Según la RAE, ajuntarse significa tener trato o amistad y añade que es una expresión coloquial utilizada generalmente entre niños. Con ese mismo talante infantil, algunos partidos políticos españoles han implantado la práctica de no ajuntarse con adversarios a los que adjudican la condición de indeseables. Así lo decidieron, desde la soberbia de creerse exclusivos en el poder.
Bien mirado, la culpa del agotamiento del bipartidismo la tuvieron los dos sempiternos adversarios, PP y PSOE. Los primeros, por la corrupción galopante que acabó por desgastarlos. Los segundos, por el abandono progresivo de sus señas de identidad de izquierdas que acabó por defraudar. La crisis económica que estalló hacia 2008 derivó en convulsión política que abrió paso a una nueva opción por la izquierda, mientras que la crisis territorial agudizada en Catalunya daba origen a una opción nacionalista española que encontró abierta la brecha dejada por el PP para una derecha patriótica y reformista. El electorado se lanzó por el tobogán de la nueva política, que convirtió en riesgo permanente cada convocatoria al voto. Un riesgo fruto de la inexperiencia, la improvisación y las inéditas líneas rojas que a fin de cuentas condicionaban el normal ejercicio de la política. Y así, entre órdagos, bravuconadas y repudios anda el país por el penoso espectáculo que, para colmo, pagamos con nuestros impuestos.
Los partidos responsables de esta demencia están actuando con la banda sonora de Groucho Marx: “Puede que tu propuesta sea buena, pero vamos a dejar una cosa clara, ¡estoy en contra!”. Y, lo que es peor, sobran razones para estar en contra; mérito que ha llevado a los políticos a convertirse en una de las máximas preocupaciones de la gente, según el CIS. Su incapacidad para entenderse, su obsesión por las líneas rojas que impiden acuerdos, su arrogancia que les imposibilita asumir que se necesitan unos a otros.

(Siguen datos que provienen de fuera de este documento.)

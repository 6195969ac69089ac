//! Capability traits for "all columns" projections.
//!
//! Combinators such as [`count_asterisk`](super::count_asterisk) and
//! [`distinct_all`](super::distinct_all) accept anything that can describe
//! its own projection, without knowing how columns are mapped.

use super::csv;
use crate::error::SqlResult;
use crate::fragment::Fragment;
use crate::ident::{Ident, IntoIdent};

/// Exposes every result column, qualified (`u.id, u.name`).
pub trait ResultAll {
    fn result_all(&self) -> Fragment;
}

/// Exposes a `*` projection (`*` or `u.*`).
pub trait Asterisk {
    fn asterisk(&self) -> Fragment;
}

/// A table, its optional alias and its known columns.
///
/// ```ignore
/// use sqlfrag::syntax::{self, ResultAll, TableRef};
///
/// let u = TableRef::new("users")?.alias("u")?.columns(["id", "name"])?;
/// let q = sqlfrag::Fragment::empty()
///     .select([u.result_all()])
///     .from_table(u.from_clause())
///     .where_clause(syntax::eq(&u.column("id")?, 1));
/// assert_eq!(q.text(), "select u.id, u.name from users u where u.id = ?");
/// ```
#[derive(Debug, Clone, PartialEq, Eq)]
pub struct TableRef {
    table: Ident,
    alias: Option<Ident>,
    columns: Vec<Ident>,
}

impl TableRef {
    pub fn new(table: impl IntoIdent) -> SqlResult<Self> {
        Ok(Self {
            table: table.into_ident()?,
            alias: None,
            columns: Vec::new(),
        })
    }

    pub fn alias(mut self, alias: impl IntoIdent) -> SqlResult<Self> {
        self.alias = Some(alias.into_ident()?);
        Ok(self)
    }

    /// Declare the table's columns (unqualified names).
    pub fn columns<I>(mut self, columns: impl IntoIterator<Item = I>) -> SqlResult<Self>
    where
        I: IntoIdent,
    {
        self.columns = columns
            .into_iter()
            .map(IntoIdent::into_ident)
            .collect::<SqlResult<Vec<_>>>()?;
        Ok(self)
    }

    fn qualifier(&self) -> &Ident {
        self.alias.as_ref().unwrap_or(&self.table)
    }

    /// A column qualified by the alias (or the table name without one).
    pub fn column(&self, name: impl IntoIdent) -> SqlResult<Fragment> {
        let name = name.into_ident()?;
        Fragment::ident(name.qualified_by(self.qualifier()))
    }

    /// `users u`, or `users` without an alias.
    pub fn from_clause(&self) -> Fragment {
        let mut text = self.table.to_sql();
        if let Some(alias) = &self.alias {
            text.push(' ');
            text.push_str(&alias.to_sql());
        }
        Fragment::new_unchecked(text, Vec::new())
    }
}

impl Asterisk for TableRef {
    fn asterisk(&self) -> Fragment {
        let mut text = self.qualifier().to_sql();
        text.push_str(".*");
        Fragment::new_unchecked(text, Vec::new())
    }
}

impl ResultAll for TableRef {
    /// Qualified declared columns; falls back to `alias.*` when none are declared.
    fn result_all(&self) -> Fragment {
        if self.columns.is_empty() {
            return self.asterisk();
        }
        let qualifier = self.qualifier();
        csv(self
            .columns
            .iter()
            .map(|c| Fragment::new_unchecked(c.qualified_by(qualifier).to_sql(), Vec::new())))
    }
}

Ante el estupor de los contribuyentes, van pasando los meses sin llegar a cerrar gobiernos autonómicos y, sobre todo, el Gobierno central, mientras los políticos electos cobran su sueldo como si todo fluyera, como si el país funcionase sin gobernantes, como si fuera lo más natural paralizarlo todo por un quítame allá un cargo, o una foto, o un veto.
Se ha instalado en el discurso político la técnica demagógica de descalificar al adversario y convertirlo en apestado para evitar el debate. Se deforma la realidad, se manipula la verdad, se acotan con exclusiones las condiciones para el acuerdo y esta trampa se consolida con el apoyo mediático que azuza lo que haga falta. Es de admirar, por su perversión, con qué desparpajo se reconoce como normal el apartheid a que se somete a EH Bildu a efectos de acuerdos, de pactos y hasta de contacto o diálogo, como si no se tratase de una formación política absolutamente legal a la que votan centenares de miles de personas. Con EH Bildu no solamente no se ajuntan, sino que imponen que nadie se ajunte bajo acusación de connivencia con el terrorismo, a estas alturas. La intolerancia ha sumado al veto a los independentistas catalanes y a eso que vienen a denominar populismo, sector de difícil definición pero que podría asimilarse al que en tiempos de dictadura se calificaba de comunismo. Los excluyentes rivalizan incluso sobre quién es el que excluye con más firmeza.
Este sectarismo, esta exclusión que bloquea el diálogo, ha terminado por fracturar el principio del respeto llenando de prejuicios la convivencia política. Los partidos que imparten carnet para homologar a otros como demócratas, todos van contra algo en lugar de suavizar los choques y se apuntan al cuanto peor mejor, en lugar de apreciar lo que de positivo pueda tener el adversario con el que necesariamente deberían pactar. Los puros, los del pedigrí democrático y constitucionalista, barren a escobazos cualquier intento de diálogo y se tapan las narices con aspavientos ante los excluidos cuando hay delante cámaras y micrófonos, para que conste su rechazo. Luego, por detrás y de tapadillo, mantienen sus relaciones normales e incluso llegan a acuerdos con los apestados.
Este nuevo ejercicio político de no ajuntarse, más allá del postureo, lleva aparejada una peligrosa configuración de bloques, una injusta censura que abandona a centenares de miles de votantes en tierra de nadie sin ningún respeto y, como lamentablemente estamos comprobando, un bloqueo de la acción política con riesgo de convertirse en crónico.